(Madrid) Kardinalstaatssekretär Pietro Parolin gab Cadena COPE ein Interview, das gestern von diesem spanischen Radiosender, der sich im Besitz der Spanischen Bischofskonferenz befindet, ausgestrahlt wurde. Der oberste Diplomat der Römischen Kurie sprach die Lage der katholischen Kirche in der Volksrepublik China an, wollte aber nicht von Spaltungen sprechen, obwohl sich dort eine romtreue und eine regimehörige Kirche gegenüberstehen. Das sehr zurückhaltend geführte Interview klammerte zahlreiche Fragen aus, darunter auch die Immobiliengeschäfte in London. Möglicherweise waren unangenehme Fragen im Vorfeld untersagt worden. Der Sender machte dazu keine Angaben, stellte das Interview aber auch als wörtliche Mitschrift zur Verfügung. Da Interviews des Kardinalstaatssekretärs selten sind, soll es dokumentiert werden.

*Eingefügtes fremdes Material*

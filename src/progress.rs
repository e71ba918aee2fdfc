//! Progress reporting using indicatif.
//!
//! The gatherer reports two phases through [`ProgressCallback`]:
//!
//! - [`PHASE_WALKING`]: a spinner counting discovered files
//! - [`PHASE_HASHING`]: a bar over the files whose content must be hashed
//!
//! [`Progress`] draws them on stderr. Plain mode (used with `--no-color`)
//! swaps the spinner and Unicode bar for static ASCII.

use std::sync::Mutex;
use std::time::Duration;

use indicatif::{MultiProgress, ProgressBar, ProgressStyle};

/// Phase name for directory traversal.
pub const PHASE_WALKING: &str = "walking";

/// Phase name for content hashing.
pub const PHASE_HASHING: &str = "hashing";

/// Progress callback for the scan phases.
pub trait ProgressCallback: Send + Sync {
    /// Called when a phase starts.
    ///
    /// * `phase` - Name of the phase ([`PHASE_WALKING`] or [`PHASE_HASHING`])
    /// * `total` - Number of items to process (0 when unknown)
    fn on_phase_start(&self, phase: &str, total: usize);

    /// Called for each item processed.
    ///
    /// * `current` - Items processed so far (1-based)
    /// * `path` - Path being processed
    fn on_progress(&self, current: usize, path: &str);

    /// Called when an item has been processed, with its size in bytes.
    fn on_item_completed(&self, _bytes: u64) {}

    /// Called when a phase completes.
    fn on_phase_end(&self, phase: &str);
}

/// Progress reporter drawing indicatif bars on stderr.
pub struct Progress {
    multi: MultiProgress,
    walking: Mutex<Option<ProgressBar>>,
    hashing: Mutex<Option<ProgressBar>>,
    quiet: bool,
    plain: bool,
}

impl Progress {
    /// Create a new progress reporter.
    ///
    /// * `quiet` - If true, nothing is drawn.
    ///
    /// # Examples
    ///
    /// ```
    /// use dupindex::progress::Progress;
    ///
    /// let progress = Progress::new(false);
    /// ```
    #[must_use]
    pub fn new(quiet: bool) -> Self {
        Self::with_plain(quiet, false)
    }

    /// Create a progress reporter, optionally without animation or Unicode.
    #[must_use]
    pub fn with_plain(quiet: bool, plain: bool) -> Self {
        Self {
            multi: MultiProgress::new(),
            walking: Mutex::new(None),
            hashing: Mutex::new(None),
            quiet,
            plain,
        }
    }

    /// Whether plain mode is enabled.
    #[must_use]
    pub fn is_plain(&self) -> bool {
        self.plain
    }

    fn walking_style(&self) -> ProgressStyle {
        if self.plain {
            ProgressStyle::with_template("{msg} [{elapsed_precise}] {pos} files")
                .unwrap_or_else(|_| ProgressStyle::default_spinner())
        } else {
            ProgressStyle::with_template("{spinner:.green} {msg} [{elapsed_precise}] {pos} files")
                .unwrap_or_else(|_| ProgressStyle::default_spinner())
                .tick_chars("⠁⠂⠄⡀⢀⠠⠐⠈ ")
        }
    }

    fn hashing_style(&self) -> ProgressStyle {
        if self.plain {
            ProgressStyle::with_template(
                "[{elapsed_precise}] [{bar:40}] {pos}/{len} ({percent}%) {msg} (ETA: {eta})",
            )
            .unwrap_or_else(|_| ProgressStyle::default_bar())
            .progress_chars("#>-")
        } else {
            ProgressStyle::with_template(
                "[{elapsed_precise}] [{bar:40.green/blue}] {pos}/{len} ({percent}%) {msg} {per_sec} (ETA: {eta})",
            )
            .unwrap_or_else(|_| ProgressStyle::default_bar())
            .progress_chars("█>-")
        }
    }

    fn slot(&self, phase: &str) -> Option<&Mutex<Option<ProgressBar>>> {
        match phase {
            PHASE_WALKING => Some(&self.walking),
            PHASE_HASHING => Some(&self.hashing),
            _ => None,
        }
    }

    /// The bar of the most recently started phase that is still running.
    fn active(&self) -> Option<ProgressBar> {
        [&self.hashing, &self.walking]
            .into_iter()
            .find_map(|slot| slot.lock().ok().and_then(|bar| bar.clone()))
    }
}

impl ProgressCallback for Progress {
    fn on_phase_start(&self, phase: &str, total: usize) {
        if self.quiet {
            return;
        }

        let pb = if phase == PHASE_WALKING {
            let pb = self.multi.add(ProgressBar::new_spinner());
            pb.set_style(self.walking_style());
            pb.set_message("Walking directory");
            let tick_rate = if self.plain { 500 } else { 100 };
            pb.enable_steady_tick(Duration::from_millis(tick_rate));
            pb
        } else {
            let pb = self.multi.add(ProgressBar::new(total as u64));
            pb.set_style(self.hashing_style());
            pb.set_message("Hashing");
            pb
        };

        match self.slot(phase) {
            Some(slot) => {
                if let Ok(mut guard) = slot.lock() {
                    *guard = Some(pb);
                }
            }
            None => log::debug!("Unknown progress phase: {}", phase),
        }
    }

    fn on_progress(&self, current: usize, path: &str) {
        if self.quiet {
            return;
        }
        if let Some(pb) = self.active() {
            pb.set_position(current as u64);
            pb.set_message(truncate_path(path, 30));
        }
    }

    fn on_phase_end(&self, phase: &str) {
        if self.quiet {
            return;
        }

        let finished = self
            .slot(phase)
            .and_then(|slot| slot.lock().ok().and_then(|mut bar| bar.take()));
        if let Some(pb) = finished {
            let message = if phase == PHASE_WALKING {
                "Walking complete"
            } else {
                "Hashing complete"
            };
            pb.finish_with_message(message);
        }
    }
}

/// Shorten a path for display, keeping the tail of its file name.
fn truncate_path(path: &str, max_len: usize) -> String {
    if path.chars().count() <= max_len {
        return path.to_string();
    }

    let file_name = std::path::Path::new(path)
        .file_name()
        .map(|n| n.to_string_lossy().to_string())
        .unwrap_or_default();

    let name_len = file_name.chars().count();
    if name_len >= max_len {
        let tail: String = file_name.chars().skip(name_len + 3 - max_len).collect();
        return format!("...{tail}");
    }

    format!(".../{file_name}")
}

#[cfg(test)]
mod tests {
    use super::*;

    #[test]
    fn test_truncate_short_path_unchanged() {
        assert_eq!(truncate_path("a/b.txt", 30), "a/b.txt");
    }

    #[test]
    fn test_truncate_long_path_keeps_file_name() {
        let path = "some/very/long/directory/structure/leading/to/file.txt";
        assert_eq!(truncate_path(path, 30), ".../file.txt");
    }

    #[test]
    fn test_truncate_long_file_name() {
        let name = "x".repeat(40);
        let truncated = truncate_path(&format!("dir/{name}"), 30);
        assert_eq!(truncated.chars().count(), 30);
        assert!(truncated.starts_with("..."));
    }

    #[test]
    fn test_truncate_multibyte_file_name() {
        let name = "é".repeat(40);
        let truncated = truncate_path(&name, 10);
        assert_eq!(truncated, format!("...{}", "é".repeat(7)));
    }

    #[test]
    fn test_quiet_progress_ignores_events() {
        let progress = Progress::new(true);
        progress.on_phase_start(PHASE_WALKING, 0);
        progress.on_progress(1, "a.txt");
        progress.on_phase_end(PHASE_WALKING);
        assert!(progress.active().is_none());
    }

    #[test]
    fn test_phase_lifecycle() {
        let progress = Progress::with_plain(false, true);
        assert!(progress.is_plain());

        progress.on_phase_start(PHASE_HASHING, 3);
        progress.on_progress(1, "a.txt");
        assert_eq!(progress.active().map(|pb| pb.position()), Some(1));

        progress.on_phase_end(PHASE_HASHING);
        assert!(progress.active().is_none());
    }
}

COPE: Sie sind ein Berufsdiplomat, aber Sie sind auch ein Hirte, wie wir auf einigen Reisen gesehen und gespürt haben. Sie waren in der Ukraine, Sie waren im Irak, in Kamerun. Wie stellen Sie sich Ihre Arbeit als Staatssekretär vor und wie wird Ihre Aufgabe aussehen, sobald die vom Papst vorbereitete Reform der Kurie abgeschlossen sein wird?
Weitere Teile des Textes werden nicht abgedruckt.